§ Your task: One part of the entries below is wanted: the lines from the one containing "if self.peek() == Some('.')" through the one containing "assembled by the". Write those out exactly and nothing else.

§ Dataset extract:
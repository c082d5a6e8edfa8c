//! Converts source text into a flat token stream.
//!
//! Structurally this follows the same split-then-classify shape as the
//! teacher's word lexer: scan the source once character by character,
//! accumulate identifier/number runs, and classify each completed word
//! against the keyword table before falling back to `Ident`. This DSL has no
//! layout sensitivity, so there is no separate line-lexing stage.

use crate::error::CompileError;
use crate::intern::Interner;
use crate::token::{NumberLit, Pos, Token, TokenKind};

pub struct Lexer<'a> {
    chars: Vec<char>,
    pos: usize,
    line: usize,
    column: usize,
    interner: &'a mut Interner,
}

impl<'a> Lexer<'a> {
    pub fn new(source: &str, interner: &'a mut Interner) -> Self {
        Self { chars: source.chars().collect(), pos: 0, line: 1, column: 0, interner }
    }

    pub fn tokenize(mut self) -> Result<Vec<Token>, CompileError> {
        let mut tokens = Vec::new();
        loop {
            self.skip_whitespace_and_comments();
            let start = self.current_pos();
            let Some(c) = self.peek() else {
                tokens.push(Token::new(TokenKind::Eof, start));
                break;
            };

            let kind = if c.is_ascii_digit() {
                self.lex_number()
            } else if c == '"' {
                self.lex_string(start)?
            } else if is_ident_start(c) {
                self.lex_word()
            } else {
                self.lex_punct(start)?
            };

            tokens.push(Token::new(kind, start));
        }
        Ok(tokens)
    }

    fn current_pos(&self) -> Pos {
        Pos::new(self.line, self.column)
    }

    fn peek(&self) -> Option<char> {
        self.chars.get(self.pos).copied()
    }

    fn peek_at(&self, offset: usize) -> Option<char> {
        self.chars.get(self.pos + offset).copied()
    }

    fn advance(&mut self) -> Option<char> {
        let c = self.peek()?;
        self.pos += 1;
        if c == '\n' {
            self.line += 1;
            self.column = 0;
        } else {
            self.column += 1;
        }
        Some(c)
    }

    fn skip_whitespace_and_comments(&mut self) {
        loop {
            match self.peek() {
                Some(c) if c.is_whitespace() => {
                    self.advance();
                }
                Some('#') => {
                    while let Some(c) = self.peek() {
                        if c == '\n' {
                            break;
                        }
                        self.advance();
                    }
                }
                _ => break,
            }
        }
    }

    fn lex_number(&mut self) -> TokenKind {
        let mut text = String::new();
        while self.peek().is_some_and(|c| c.is_ascii_digit()) {
            text.push(self.advance().unwrap());
        }
        if self.peek() == Some('.') && self.peek_at(1).is_some_and(|c| c.is_ascii_digit()) {
            text.push(self.advance().unwrap());
            while self.peek().is_some_and(|c| c.is_ascii_digit()) {
                text.push(self.advance().unwrap());
            }
        }
        if let Ok(i) = text.parse::<i64>() {
            TokenKind::Number(NumberLit::Int(i))
        } else {
            let f = text.parse::<f64>().expect("digit run is always a valid float");
            TokenKind::Number(NumberLit::Float(f))
        }
    }

    fn lex_string(&mut self, start: Pos) -> Result<TokenKind, CompileError> {
        self.advance(); // opening quote
        let mut text = String::new();
        loop {
            match self.advance() {
                Some('"') => break,
                Some(c) => text.push(c),
                None => {
                    return Err(CompileError::syntax(start, "unterminated string literal".to_string()));
                }
            }
        }
        Ok(TokenKind::Str(self.interner.intern(&text)))
    }

    fn lex_word(&mut self) -> TokenKind {
        let mut word = String::new();
        while self.peek().is_some_and(is_ident_continue) {
            word.push(self.advance().unwrap());
        }
        // Multi-word property names ("covalent radius", "atomic number") are
        // assembled by the parser from consecutive Ident tokens, not here:
        // the lexer has no lookahead into the keyword catalog's word counts.
        match word.as_str() {
            "name" => TokenKind::Name,
            "parameter" => TokenKind::Parameter,
            "is" => TokenKind::Is,
            "atom" => TokenKind::Atom,
            "bond" => TokenKind::Bond,
            "such" => TokenKind::Such,
            "that" => TokenKind::That,
            "of" => TokenKind::Of,
            "if" => TokenKind::If,
            "for" => TokenKind::For,
            "each" => TokenKind::Each,
            "to" => TokenKind::To,
            "sum" => TokenKind::Sum,
            "and" => TokenKind::And,
            "or" => TokenKind::Or,
            "not" => TokenKind::Not,
            "end" => TokenKind::End,
            "within" => TokenKind::Within,
            _ => TokenKind::Ident(self.interner.intern(&word)),
        }
    }

    fn lex_punct(&mut self, start: Pos) -> Result<TokenKind, CompileError> {
        let c = self.advance().unwrap();
        let kind = match c {
            '+' => TokenKind::Plus,
            '-' => TokenKind::Minus,
            '*' => TokenKind::Star,
            '/' => TokenKind::Slash,
            '^' => TokenKind::Caret,
            '(' => TokenKind::LParen,
            ')' => TokenKind::RParen,
            '[' => TokenKind::LBracket,
            ']' => TokenKind::RBracket,
            '{' => TokenKind::LBrace,
            '}' => TokenKind::RBrace,
            ',' => TokenKind::Comma,
            ':' => TokenKind::Colon,
            '=' => {
                if self.peek() == Some('=') {
                    self.advance();
                    TokenKind::Equal
                } else {
                    TokenKind::Assign
                }
            }
            '!' if self.peek() == Some('=') => {
                self.advance();
                TokenKind::NotEqual
            }
            '<' => {
                if self.peek() == Some('=') {
                    self.advance();
                    TokenKind::LessEqual
                } else {
                    TokenKind::Less
                }
            }
            '>' => {
                if self.peek() == Some('=') {
                    self.advance();
                    TokenKind::GreaterEqual
                } else {
                    TokenKind::Greater
                }
            }
            other => {
                return Err(CompileError::syntax(start, format!("unexpected character '{other}'")));
            }
        };
        Ok(kind)
    }
}

fn is_ident_start(c: char) -> bool {
    c.is_alphabetic() || c == '_'
}

fn is_ident_continue(c: char) -> bool {
    c.is_alphanumeric() || c == '_'
}

#[cfg(test)]
mod tests {
    use super::*;

    fn lex(source: &str) -> Vec<TokenKind> {
        let mut interner = Interner::new();
        Lexer::new(source, &mut interner).tokenize().unwrap().into_iter().map(|t| t.kind).collect()
    }

    #[test]
    fn lexes_parameter_declaration() {
        let mut interner = Interner::new();
        let kinds: Vec<TokenKind> =
            Lexer::new("parameter k is common", &mut interner).tokenize().unwrap().into_iter().map(|t| t.kind).collect();
        match &kinds[1] {
            TokenKind::Ident(sym) => assert_eq!(interner.resolve(*sym), "k"),
            other => panic!("expected Ident, got {other:?}"),
        }
        assert_eq!(kinds[0], TokenKind::Parameter);
        assert_eq!(kinds[2], TokenKind::Is);
    }

    #[test]
    fn lexes_int_and_float_numbers() {
        let kinds = lex("3 3.5");
        assert_eq!(
            kinds,
            vec![TokenKind::Number(NumberLit::Int(3)), TokenKind::Number(NumberLit::Float(3.5)), TokenKind::Eof]
        );
    }

    #[test]
    fn skips_line_comments() {
        let kinds = lex("# a comment\nname foo");
        assert!(matches!(kinds[0], TokenKind::Name));
    }

    #[test]
    fn lexes_comparison_operators() {
        let kinds = lex("<= >= == !=");
        assert_eq!(
            kinds,
            vec![TokenKind::LessEqual, TokenKind::GreaterEqual, TokenKind::Equal, TokenKind::NotEqual, TokenKind::Eof]
        );
    }

    #[test]
    fn rejects_unterminated_string() {
        let mut interner = Interner::new();
        let err = Lexer::new("\"abc", &mut interner).tokenize().unwrap_err();
        assert!(matches!(err, CompileError::Syntax { .. }));
    }
}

§ Written answer:
        if self.peek() == Some('.') && self.peek_at(1).is_some_and(|c| c.is_ascii_digit()) {
            text.push(self.advance().unwrap());
            while self.peek().is_some_and(|c| c.is_ascii_digit()) {
                text.push(self.advance().unwrap());
            }
        }
        if let Ok(i) = text.parse::<i64>() {
            TokenKind::Number(NumberLit::Int(i))
        } else {
            let f = text.parse::<f64>().expect("digit run is always a valid float");
            TokenKind::Number(NumberLit::Float(f))
        }
    }

    fn lex_string(&mut self, start: Pos) -> Result<TokenKind, CompileError> {
        self.advance(); // opening quote
        let mut text = String::new();
        loop {
            match self.advance() {
                Some('"') => break,
                Some(c) => text.push(c),
                None => {
                    return Err(CompileError::syntax(start, "unterminated string literal".to_string()));
                }
            }
        }
        Ok(TokenKind::Str(self.interner.intern(&text)))
    }

    fn lex_word(&mut self) -> TokenKind {
        let mut word = String::new();
        while self.peek().is_some_and(is_ident_continue) {
            word.push(self.advance().unwrap());
        }
        // Multi-word property names ("covalent radius", "atomic number") are
        // assembled by the parser from consecutive Ident tokens, not here:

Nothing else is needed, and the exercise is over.